→ **EXERCISE**: From the entries below, extract every line that includes the word "core".

→ **DATA FOR THE TASK**:

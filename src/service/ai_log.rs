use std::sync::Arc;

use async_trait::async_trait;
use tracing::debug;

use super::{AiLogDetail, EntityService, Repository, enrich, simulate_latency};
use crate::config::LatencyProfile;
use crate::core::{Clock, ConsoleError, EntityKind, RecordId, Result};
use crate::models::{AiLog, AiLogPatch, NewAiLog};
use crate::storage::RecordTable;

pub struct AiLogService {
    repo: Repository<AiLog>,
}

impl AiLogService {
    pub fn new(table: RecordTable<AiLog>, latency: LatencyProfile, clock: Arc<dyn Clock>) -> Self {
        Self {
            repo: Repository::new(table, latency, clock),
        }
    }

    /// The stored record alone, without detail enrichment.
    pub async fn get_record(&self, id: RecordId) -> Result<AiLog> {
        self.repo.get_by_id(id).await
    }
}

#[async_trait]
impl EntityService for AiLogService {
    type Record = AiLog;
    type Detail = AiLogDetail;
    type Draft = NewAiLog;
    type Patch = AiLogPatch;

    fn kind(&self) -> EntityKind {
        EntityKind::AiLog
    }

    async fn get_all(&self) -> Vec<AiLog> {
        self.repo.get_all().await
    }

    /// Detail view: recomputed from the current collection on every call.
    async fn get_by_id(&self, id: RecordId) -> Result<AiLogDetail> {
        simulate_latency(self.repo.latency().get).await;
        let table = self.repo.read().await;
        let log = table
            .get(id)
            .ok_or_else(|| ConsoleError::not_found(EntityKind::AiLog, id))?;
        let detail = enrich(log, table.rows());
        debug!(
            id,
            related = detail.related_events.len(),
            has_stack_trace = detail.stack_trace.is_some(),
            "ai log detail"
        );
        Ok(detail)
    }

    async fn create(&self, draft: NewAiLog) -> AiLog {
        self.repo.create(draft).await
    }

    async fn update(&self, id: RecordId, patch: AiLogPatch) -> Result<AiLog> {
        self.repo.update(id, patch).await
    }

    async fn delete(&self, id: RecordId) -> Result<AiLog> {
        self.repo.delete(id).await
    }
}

==

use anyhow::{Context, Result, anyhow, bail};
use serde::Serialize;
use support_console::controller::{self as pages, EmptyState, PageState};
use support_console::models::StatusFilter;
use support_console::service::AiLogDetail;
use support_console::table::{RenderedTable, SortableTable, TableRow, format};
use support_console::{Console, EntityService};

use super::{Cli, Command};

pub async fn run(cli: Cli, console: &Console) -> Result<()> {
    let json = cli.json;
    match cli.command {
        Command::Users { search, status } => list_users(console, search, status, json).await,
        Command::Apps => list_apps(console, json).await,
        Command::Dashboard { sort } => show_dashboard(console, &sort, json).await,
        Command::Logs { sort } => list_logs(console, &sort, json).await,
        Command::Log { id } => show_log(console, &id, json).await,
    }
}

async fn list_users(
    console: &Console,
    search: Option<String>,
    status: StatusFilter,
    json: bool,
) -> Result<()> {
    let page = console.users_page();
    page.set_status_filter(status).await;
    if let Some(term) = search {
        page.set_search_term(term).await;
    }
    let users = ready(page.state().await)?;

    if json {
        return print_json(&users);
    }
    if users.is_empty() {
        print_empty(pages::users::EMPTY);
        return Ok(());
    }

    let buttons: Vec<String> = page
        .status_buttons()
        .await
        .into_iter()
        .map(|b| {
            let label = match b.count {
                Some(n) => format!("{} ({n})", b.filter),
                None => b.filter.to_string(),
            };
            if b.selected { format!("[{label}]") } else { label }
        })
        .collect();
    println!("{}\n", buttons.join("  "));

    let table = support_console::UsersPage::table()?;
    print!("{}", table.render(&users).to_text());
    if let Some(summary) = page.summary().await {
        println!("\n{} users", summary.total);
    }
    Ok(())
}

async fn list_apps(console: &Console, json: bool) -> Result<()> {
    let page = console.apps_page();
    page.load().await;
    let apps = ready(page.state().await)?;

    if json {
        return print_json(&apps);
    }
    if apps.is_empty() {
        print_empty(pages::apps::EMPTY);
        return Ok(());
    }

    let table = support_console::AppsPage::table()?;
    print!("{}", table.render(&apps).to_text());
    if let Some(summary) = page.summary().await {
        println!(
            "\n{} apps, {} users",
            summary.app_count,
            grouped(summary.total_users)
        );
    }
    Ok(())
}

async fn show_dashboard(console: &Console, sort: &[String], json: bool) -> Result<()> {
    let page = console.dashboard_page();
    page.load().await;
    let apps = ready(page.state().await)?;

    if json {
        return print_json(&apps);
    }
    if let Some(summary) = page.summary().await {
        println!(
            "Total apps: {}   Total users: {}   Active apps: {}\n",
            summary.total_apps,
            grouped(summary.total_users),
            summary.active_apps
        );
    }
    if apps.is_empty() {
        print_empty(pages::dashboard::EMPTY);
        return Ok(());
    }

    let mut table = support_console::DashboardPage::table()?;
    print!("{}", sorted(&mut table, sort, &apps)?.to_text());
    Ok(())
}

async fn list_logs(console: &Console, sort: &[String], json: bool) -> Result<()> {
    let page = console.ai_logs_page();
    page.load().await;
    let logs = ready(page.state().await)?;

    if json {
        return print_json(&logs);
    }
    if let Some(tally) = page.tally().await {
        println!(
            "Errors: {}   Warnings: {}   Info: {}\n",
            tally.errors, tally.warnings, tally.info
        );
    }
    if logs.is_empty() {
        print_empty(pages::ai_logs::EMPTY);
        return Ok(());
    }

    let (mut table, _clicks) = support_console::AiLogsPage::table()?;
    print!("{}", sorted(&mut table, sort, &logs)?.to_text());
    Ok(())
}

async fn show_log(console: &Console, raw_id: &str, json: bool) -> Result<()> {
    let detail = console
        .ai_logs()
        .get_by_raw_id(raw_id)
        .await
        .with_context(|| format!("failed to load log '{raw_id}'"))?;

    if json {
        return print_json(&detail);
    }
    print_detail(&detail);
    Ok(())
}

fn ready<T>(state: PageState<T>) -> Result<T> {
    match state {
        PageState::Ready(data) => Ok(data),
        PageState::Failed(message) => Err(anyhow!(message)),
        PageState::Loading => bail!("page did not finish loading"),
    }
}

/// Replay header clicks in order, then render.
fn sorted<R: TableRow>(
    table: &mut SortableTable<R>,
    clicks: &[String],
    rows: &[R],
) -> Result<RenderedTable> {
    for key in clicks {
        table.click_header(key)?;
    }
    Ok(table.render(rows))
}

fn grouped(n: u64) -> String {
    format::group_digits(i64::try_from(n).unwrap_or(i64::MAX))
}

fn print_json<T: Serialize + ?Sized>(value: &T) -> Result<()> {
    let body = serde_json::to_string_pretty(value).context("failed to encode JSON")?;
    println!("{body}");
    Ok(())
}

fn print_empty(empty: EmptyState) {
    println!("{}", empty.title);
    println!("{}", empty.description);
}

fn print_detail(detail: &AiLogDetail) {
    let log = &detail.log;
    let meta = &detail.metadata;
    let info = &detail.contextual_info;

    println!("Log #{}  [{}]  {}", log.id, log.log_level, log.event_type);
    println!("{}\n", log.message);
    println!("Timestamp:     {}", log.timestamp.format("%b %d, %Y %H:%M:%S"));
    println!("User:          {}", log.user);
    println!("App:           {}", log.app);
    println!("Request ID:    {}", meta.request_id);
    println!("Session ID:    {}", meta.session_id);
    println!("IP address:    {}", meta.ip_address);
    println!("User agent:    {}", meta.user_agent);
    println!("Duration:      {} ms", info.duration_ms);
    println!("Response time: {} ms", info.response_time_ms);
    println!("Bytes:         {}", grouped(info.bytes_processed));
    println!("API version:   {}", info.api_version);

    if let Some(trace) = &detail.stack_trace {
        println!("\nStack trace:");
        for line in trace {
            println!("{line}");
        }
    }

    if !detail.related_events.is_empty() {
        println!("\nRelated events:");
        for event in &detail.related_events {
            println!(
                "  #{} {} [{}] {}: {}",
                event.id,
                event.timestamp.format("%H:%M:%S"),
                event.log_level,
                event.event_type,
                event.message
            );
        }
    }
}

...

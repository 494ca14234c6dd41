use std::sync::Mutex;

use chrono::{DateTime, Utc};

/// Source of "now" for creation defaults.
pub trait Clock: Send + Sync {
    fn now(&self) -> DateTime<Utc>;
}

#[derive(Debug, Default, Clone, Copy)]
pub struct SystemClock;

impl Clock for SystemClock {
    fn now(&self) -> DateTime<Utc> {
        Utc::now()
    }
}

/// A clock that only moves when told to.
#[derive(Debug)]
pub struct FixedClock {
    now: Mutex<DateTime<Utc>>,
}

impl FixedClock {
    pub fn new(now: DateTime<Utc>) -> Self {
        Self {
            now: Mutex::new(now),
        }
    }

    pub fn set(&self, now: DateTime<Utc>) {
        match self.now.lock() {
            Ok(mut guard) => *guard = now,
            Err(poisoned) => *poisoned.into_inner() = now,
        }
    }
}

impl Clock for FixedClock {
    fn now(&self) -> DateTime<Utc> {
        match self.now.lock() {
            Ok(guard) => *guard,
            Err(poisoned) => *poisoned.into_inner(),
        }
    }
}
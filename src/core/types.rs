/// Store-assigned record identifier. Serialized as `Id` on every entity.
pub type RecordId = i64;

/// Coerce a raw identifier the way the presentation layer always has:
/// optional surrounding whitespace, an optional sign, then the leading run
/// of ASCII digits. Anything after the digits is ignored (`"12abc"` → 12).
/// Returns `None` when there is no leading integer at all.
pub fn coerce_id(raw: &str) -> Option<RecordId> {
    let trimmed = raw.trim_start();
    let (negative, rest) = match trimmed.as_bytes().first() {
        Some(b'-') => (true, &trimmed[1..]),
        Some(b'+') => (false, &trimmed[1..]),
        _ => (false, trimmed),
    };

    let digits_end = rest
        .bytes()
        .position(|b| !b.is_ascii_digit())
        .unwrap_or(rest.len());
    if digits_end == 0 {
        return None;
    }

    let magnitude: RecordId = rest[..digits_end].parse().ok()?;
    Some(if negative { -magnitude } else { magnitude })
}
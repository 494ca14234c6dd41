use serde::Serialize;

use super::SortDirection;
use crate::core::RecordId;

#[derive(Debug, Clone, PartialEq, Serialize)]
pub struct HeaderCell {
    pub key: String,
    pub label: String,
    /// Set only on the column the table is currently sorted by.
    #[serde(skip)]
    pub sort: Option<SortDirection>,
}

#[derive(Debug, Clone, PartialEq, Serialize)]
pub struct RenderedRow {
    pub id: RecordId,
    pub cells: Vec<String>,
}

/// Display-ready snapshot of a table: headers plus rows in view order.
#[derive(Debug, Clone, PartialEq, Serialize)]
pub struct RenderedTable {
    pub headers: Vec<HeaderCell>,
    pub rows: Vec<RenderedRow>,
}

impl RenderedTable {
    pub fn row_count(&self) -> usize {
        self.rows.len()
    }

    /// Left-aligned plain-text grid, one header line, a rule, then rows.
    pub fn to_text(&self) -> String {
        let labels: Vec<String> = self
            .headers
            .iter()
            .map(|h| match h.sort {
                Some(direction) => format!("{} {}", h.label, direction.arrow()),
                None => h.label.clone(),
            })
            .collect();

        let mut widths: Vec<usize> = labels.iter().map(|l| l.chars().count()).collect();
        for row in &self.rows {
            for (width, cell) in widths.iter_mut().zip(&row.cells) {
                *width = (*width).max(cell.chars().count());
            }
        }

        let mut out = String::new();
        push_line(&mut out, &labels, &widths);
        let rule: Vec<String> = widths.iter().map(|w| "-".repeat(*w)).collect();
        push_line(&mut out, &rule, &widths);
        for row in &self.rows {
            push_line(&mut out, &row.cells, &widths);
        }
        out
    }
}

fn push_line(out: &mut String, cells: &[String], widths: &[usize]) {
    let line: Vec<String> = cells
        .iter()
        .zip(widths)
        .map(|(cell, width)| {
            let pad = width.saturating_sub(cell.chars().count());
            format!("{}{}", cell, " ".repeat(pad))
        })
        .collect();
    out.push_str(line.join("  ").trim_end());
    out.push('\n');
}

→ **EXERCISE RESPONSE**:
use crate::core::{Clock, ConsoleError, EntityKind, RecordId, Result};
filename src/core/types.rs
use crate::core::RecordId;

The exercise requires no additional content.